Ein paar Beispiele für wirkliche gelungene Kreationen:
Track 1: "Riley"
Ein Highlight gleich zu Beginn. Durch hohe Violinenklänge, ünterstützt von tiefen Synthezisern und dumpfen Paukenschlägen, wird hier eine geniale Spannung geschaffen. Die Atmosphäre des Films wird von Anfang an klar definiert und ebnet den Weg für einen wirklichen guten Soundtrack.
Track 7: "First Kiss"
Der einzige Titel indem ich leichte "Herr der Ringe"-Anleihen entdecken konnte, welche hier aber nicht Fehl am Platz wirken und sich somit sehr gut den übrigen Tracks anpassen. Wer jetzt allerdings eine heile Welt aller "Hobbits Theme" erwartet, wird sehr schnell eines besseren belehrt. Was hier zwar relativ ruhig und romantisch anfängt, schwenkt dann doch sehr schnell wieder in die düstere Stimmung des gesamten Films.
Track 11: "Jacob Black"
Wunderschönes Klaviersolo. Einfach nur zurücklehnen, genießen und eventuell die ein oder andere Träne verdrücken.

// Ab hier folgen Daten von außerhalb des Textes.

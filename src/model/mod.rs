//! Neural network model for MNIST classification

pub mod mlp;

pub use mlp::{correct_predictions, MnistClassifier, MnistClassifierConfig};
//! MNIST samples and in-memory splits
//!
//! Both sources (Burn's downloader and local IDX files) end up in the same
//! cached representation: a normalized `f32` pixel buffer per sample.

use std::path::{Path, PathBuf};
use std::sync::Arc;

use burn::data::dataset::vision::MnistDataset;
use burn::data::dataset::Dataset;
use rayon::prelude::*;
use tracing::info;

use super::idx;
use super::{IMAGE_HEIGHT, IMAGE_PIXELS, IMAGE_WIDTH};
use crate::utils::error::{BenchError, Result};

/// A single normalized MNIST image with its class label
#[derive(Clone, Debug, PartialEq)]
pub struct MnistSample {
    /// Row-major pixels in [0, 1], `IMAGE_PIXELS` long
    pub pixels: Vec<f32>,
    /// Class label (0-9)
    pub label: u8,
}

impl MnistSample {
    /// Build a sample from raw 0-255 intensities
    pub fn from_bytes(bytes: &[u8], label: u8) -> Self {
        Self {
            pixels: bytes.iter().map(|&b| b as f32 / 255.0).collect(),
            label,
        }
    }
}

/// A decoded split held in memory
#[derive(Clone, Debug)]
pub struct MnistSplit {
    samples: Arc<Vec<MnistSample>>,
}

impl MnistSplit {
    pub fn new(samples: Vec<MnistSample>) -> Self {
        Self {
            samples: Arc::new(samples),
        }
    }

    /// Normalize raw images in parallel
    ///
    /// `images` is `labels.len() * IMAGE_PIXELS` bytes.
    pub fn from_raw(images: &[u8], labels: &[u8]) -> Result<Self> {
        if images.len() != labels.len() * IMAGE_PIXELS {
            return Err(BenchError::Dataset(format!(
                "{} image bytes do not match {} labels",
                images.len(),
                labels.len()
            )));
        }

        let samples = images
            .par_chunks_exact(IMAGE_PIXELS)
            .zip(labels.par_iter())
            .map(|(bytes, &label)| MnistSample::from_bytes(bytes, label))
            .collect();

        Ok(Self::new(samples))
    }

    /// Shared handle to the cached samples
    pub fn samples(&self) -> Arc<Vec<MnistSample>> {
        Arc::clone(&self.samples)
    }

    /// Number of batches of `batch_size` needed to cover the split
    pub fn num_batches(&self, batch_size: usize) -> usize {
        self.samples.len().div_ceil(batch_size)
    }
}

impl Dataset<MnistSample> for MnistSplit {
    fn get(&self, index: usize) -> Option<MnistSample> {
        self.samples.get(index).cloned()
    }

    fn len(&self) -> usize {
        self.samples.len()
    }
}

/// Where the MNIST data comes from
#[derive(Debug, Clone, PartialEq)]
pub enum MnistSource {
    /// Burn's vision dataset (downloaded and cached on first use)
    Download,
    /// A directory holding the four uncompressed IDX files
    IdxDir(PathBuf),
}

/// Training and test splits
#[derive(Clone, Debug)]
pub struct MnistSplits {
    pub train: MnistSplit,
    pub test: MnistSplit,
}

impl MnistSplits {
    pub fn load(source: &MnistSource) -> Result<Self> {
        let splits = match source {
            MnistSource::Download => Self::from_burn_vision()?,
            MnistSource::IdxDir(dir) => Self::from_idx_dir(dir)?,
        };

        info!(
            "Loaded MNIST: {} training / {} test samples",
            splits.train.len(),
            splits.test.len()
        );
        Ok(splits)
    }

    /// Fetch through `burn::data::dataset::vision::MnistDataset`
    pub fn from_burn_vision() -> Result<Self> {
        info!("Fetching MNIST through the Burn dataset cache");
        Ok(Self {
            train: split_from_burn(&MnistDataset::train())?,
            test: split_from_burn(&MnistDataset::test())?,
        })
    }

    /// Read `train-*` and `t10k-*` IDX files from a directory
    pub fn from_idx_dir(dir: &Path) -> Result<Self> {
        if !dir.is_dir() {
            return Err(BenchError::Dataset(format!(
                "MNIST directory not found: {}",
                dir.display()
            )));
        }
        info!("Reading MNIST IDX files from {}", dir.display());

        let load = |images: &str, labels: &str| -> Result<MnistSplit> {
            let (rows, cols, pixels) = idx::read_images(&dir.join(images))?;
            if (rows, cols) != (IMAGE_HEIGHT, IMAGE_WIDTH) {
                return Err(BenchError::Dataset(format!(
                    "{} holds {}x{} images, expected {}x{}",
                    images, rows, cols, IMAGE_HEIGHT, IMAGE_WIDTH
                )));
            }
            let labels = idx::read_labels(&dir.join(labels))?;
            MnistSplit::from_raw(&pixels, &labels)
        };

        Ok(Self {
            train: load(idx::TRAIN_IMAGES, idx::TRAIN_LABELS)?,
            test: load(idx::TEST_IMAGES, idx::TEST_LABELS)?,
        })
    }
}

fn split_from_burn(dataset: &MnistDataset) -> Result<MnistSplit> {
    let len = dataset.len();
    let mut images = Vec::with_capacity(len * IMAGE_PIXELS);
    let mut labels = Vec::with_capacity(len);

    for index in 0..len {
        let item = dataset
            .get(index)
            .ok_or_else(|| BenchError::Dataset(format!("MNIST item {} missing", index)))?;
        // Burn keeps raw 0-255 intensities as f32
        images.extend(item.image.iter().flatten().map(|&p| p as u8));
        labels.push(item.label);
    }

    MnistSplit::from_raw(&images, &labels)
}

#[cfg(test)]
mod tests {
    use super::*;
    use crate::dataset::test_util::{synthetic_raw, write_idx_pair};

    #[test]
    fn test_from_bytes_normalizes_to_unit_range() {
        let sample = MnistSample::from_bytes(&[0, 51, 255], 4);
        assert_eq!(sample.pixels, vec![0.0, 0.2, 1.0]);
        assert_eq!(sample.label, 4);
    }

    #[test]
    fn test_from_raw_builds_all_samples() {
        let (images, labels) = synthetic_raw(5);
        let split = MnistSplit::from_raw(&images, &labels).unwrap();

        assert_eq!(split.len(), 5);
        let third = split.get(3).unwrap();
        assert_eq!(third.label, 3);
        assert_eq!(third.pixels.len(), IMAGE_PIXELS);
        assert!(third.pixels.iter().all(|p| (0.0..=1.0).contains(p)));
        assert!(split.get(5).is_none());
    }

    #[test]
    fn test_from_raw_rejects_mismatched_lengths() {
        let (images, _) = synthetic_raw(2);
        let err = MnistSplit::from_raw(&images, &[1, 2, 3]).unwrap_err();
        assert!(matches!(err, BenchError::Dataset(_)));
    }

    #[test]
    fn test_num_batches_rounds_up() {
        let (images, labels) = synthetic_raw(10);
        let split = MnistSplit::from_raw(&images, &labels).unwrap();
        assert_eq!(split.num_batches(4), 3);
        assert_eq!(split.num_batches(5), 2);
        assert_eq!(split.num_batches(128), 1);
    }

    #[test]
    fn test_missing_idx_dir() {
        let err = MnistSplits::from_idx_dir(Path::new("/nonexistent/mnist")).unwrap_err();
        assert!(matches!(err, BenchError::Dataset(_)));
    }

    #[test]
    fn test_load_idx_dir() {
        let dir = tempfile::tempdir().unwrap();
        write_idx_pair(dir.path(), idx::TRAIN_IMAGES, idx::TRAIN_LABELS, 6);
        write_idx_pair(dir.path(), idx::TEST_IMAGES, idx::TEST_LABELS, 2);

        let splits = MnistSplits::load(&MnistSource::IdxDir(dir.path().to_path_buf())).unwrap();
        assert_eq!(splits.train.len(), 6);
        assert_eq!(splits.test.len(), 2);
        assert_eq!(splits.test.get(1).unwrap().label, 1);
    }
}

Track 16: "The Battle / Victoria Vs. Edward"
Das wohl lauteste Stück des gesamten Scores und auch das Orchesterlastigste. Durch harte Streicherrythmen, schnelle Pauken und laute Bläser wird hier Spannung pur erzeugt. Die zusätzlichen Syntheziser-Klänge tuen ihr übriges.
Track 19: "Weddings Plans"
So wie es sein sollte...der Höhepunkt kommt am Schluss. Das beste Stück des gesamten Films bzw. der gesamten CD. Hier gibt es Tränengarantie und das lässt sich behaupten ohne den Film gesehen zu haben. Wunderschöner Abschluss der gesamten Komposition und das was am Ende bleibt ist, egal wie dunkel alles andere davor zu sein schien, ein Happy-End Feeling.
Fazit:
Das hätte zwar schon mein Schluss sein können, dennoch muss ich nochmal sagen, dass so ein paar neue Seiten Howard Shores ihm durchaus gut zu Gesicht stehen. Er schlägt damit die Misch-CD mit Muse und Co. um Längen und es nicht nachvollziehbar, warum der Großteil der Twilight Fans sich lieber das lieblose Gemisch anhört, als diese wirklich gelungene und in sich stimmige Kreation. Wer emotionalisierende Musik sucht wird sie hier eher finden, als anderswo...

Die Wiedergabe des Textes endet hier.